Enfin, les interdictions s’intéressent principalement aux « dark patterns », des méthodes d’incitation pour les utilisateurs à faire des choses contre leurs intérêts, comme souscrire une assurance avec leur achat ou s’inscrire pour des factures récurrentes. Dans ce cadre il est intriguant de ne pas voir figurer les algorithmes utilisés dans les médias sociaux, la recherche, la vente au détail en ligne, les magasins d’applications, les applications mobiles ou les systèmes d’exploitation mobiles comme à haut risque. De plus sur des sujets critiques comme les libertés, la surveillance et le contrôle, l’opinion des citoyens est fondamentale pour un consentement ou non, au risque de nourrir un ressentiment envers des technologies qui peuvent être utiles à des fins moins critiques.


***


Dans une perspective plus large, la question des risques des IA ne vient pas des algorithmes mais de la manière dont ils sont utilisés. Les (non-)contraintes et (non-)limites des textes comme l’AI act peuvent être lues comme une représentation des aspirations des sociétés. Ainsi, et compte tenu de l’impact de ces décision au niveau sociétal, il serait intéressant de se poser la question du bien commun, de la sensibilisation des citoyens à ses enjeux, et de leur implication.

Enfin, on peut considérer comme a minima questionnable le fait qu’il ne soit jamais fait mention du coût et de l’impact écologique des systèmes que ce soit dans leurs fonctionnements (ex. serveurs) ou dans leurs objectifs (ex. favoriser des productions polluantes sans contraintes). Même s’ils doivent être définis, ces objectifs, soient-ils dangereux écologiquement, ne font pas partie des limitations quant à l’aval d’un système algorithmique. Ce manque est paradoxal si l’on considère que le texte envisage l’utilisation des algorithmes pour promouvoir « l’utilisation efficace des ressources et de l’énergie ainsi que l’atténuation du changement climatique et l’adaptation à celui-ci. »




Références


[1] – Commission Européenne.

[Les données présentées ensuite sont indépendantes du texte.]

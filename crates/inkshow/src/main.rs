//! inkshow - put an image on an e-paper panel without the frame controller.
//!
//! Renders a local file once, or polls a URL on an interval until
//! interrupted. Useful for trying layouts against the mock driver and for
//! smoke-testing a panel after wiring it up.

use std::path::PathBuf;
use std::time::Duration;

use clap::Parser;
use ink_common::display::{list_supported, DisplayManager};
use ink_common::image_source::fetch_image;
use ink_common::{FrameError, RetryPolicy};
use tracing::{error, info, Level};

const EXIT_SUCCESS: i32 = 0;
const EXIT_FAILURE: i32 = 1;

#[derive(Parser, Debug)]
#[command(name = "inkshow", version, about = "Show an image on an e-paper panel")]
struct Cli {
    /// List supported EPD drivers and exit
    #[arg(short, long)]
    list: bool,

    /// EPD driver name
    #[arg(short, long)]
    epd: Option<String>,

    /// Local image file to render once
    #[arg(short, long)]
    image: Option<PathBuf>,

    /// URL to fetch and render on an interval
    #[arg(short, long)]
    remote: Option<String>,

    /// Seconds between remote refreshes
    #[arg(long, default_value_t = 60)]
    interval_secs: u64,

    /// Debug logging
    #[arg(short, long)]
    verbose: bool,
}

#[tokio::main(flavor = "current_thread")]
async fn main() {
    let cli = Cli::parse();

    let level = if cli.verbose {
        Level::DEBUG
    } else {
        Level::INFO
    };
    tracing_subscriber::fmt().with_max_level(level).init();

    if cli.list {
        for name in list_supported() {
            println!("{}", name);
        }
        std::process::exit(EXIT_SUCCESS);
    }

    let mut display = DisplayManager::new();
    let result = run(&cli, &mut display).await;
    display.close().await;

    match result {
        Ok(()) => std::process::exit(EXIT_SUCCESS),
        Err(e) => {
            error!("{}", e);
            std::process::exit(EXIT_FAILURE);
        }
    }
}

async fn run(cli: &Cli, display: &mut DisplayManager) -> Result<(), FrameError> {
    let epd = cli
        .epd
        .as_deref()
        .ok_or_else(|| FrameError::Validation("no EPD driver named; pass --epd".into()))?;
    display.open(epd)?;

    if let Some(path) = &cli.image {
        let image = image::open(path)
            .map_err(|e| FrameError::Fetch(format!("open {}: {}", path.display(), e)))?;
        display.render(&image).await?;
        info!("rendered {}", path.display());
        return Ok(());
    }

    if let Some(url) = &cli.remote {
        let http = reqwest::Client::builder()
            .timeout(Duration::from_secs(30))
            .build()
            .map_err(|e| FrameError::Fetch(format!("HTTP client: {}", e)))?;
        let interval = Duration::from_secs(cli.interval_secs.max(1));

        loop {
            match fetch_image(&http, url, RetryPolicy::default()).await {
                Ok(image) => display.render(&image).await?,
                Err(e) => error!("fetch failed, keeping previous frame: {}", e),
            }
            tokio::select! {
                _ = tokio::time::sleep(interval) => {}
                _ = tokio::signal::ctrl_c() => {
                    info!("interrupted");
                    return Ok(());
                }
            }
        }
    }

    Err(FrameError::Validation(
        "nothing to do: pass --image or --remote".into(),
    ))
}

Règlement du parlement européen et du conseil établissant des règles harmonisées concernant l’intelligence artificielle (législation sur l’intelligence artificielle) et modifiant certains actes législatifs de l’union. (2021).

[2] – La complexité du texte empêche une approche exhaustive, dès lors, nous ne justifions aucunement l’exhaustivité de la présentation du texte de l’AIA.

[3] – European Parliament and of the Council. Decision No 768/2008/EC on a common framework for the marketing of products, and repealing Council Decision 93/465/EEC, OJ L 218/82. (2008).

[4] – Wang, P., Monett, D., Lewis, C. W. P. & Thórisson, K. R. On Defining Artificial Intelligence. Journal of Artificial General Intelligence 10, 2019–2022 (2019).

[5] – Renaissance Numérique. Proposal for a regulation of the European Parliament and of the Council laying down harmonised rules on artificial intelligence (Artificial Intelligence Act) and amending certain Union legislative acts. (2021).

[6] – Dans cet article, nous présentons de manière sommaire chaque catégorie afin d’en retranscrire son essence. Le texte étant volumineux il n’est pas possible dans le cadre d’un article de partage d’information vulgarisée d’être exhaustif.

[7] – La quadrature du net. Règlement IA : l’Union européenne ne doit pas céder aux lobbys sécuritaires. (2021).

[8] – Veale, M. & Borgesius, F. Z. Demystifying the Draft EU Artificial Intelligence Act. Computer Law Review International 22, 97–112 (2021).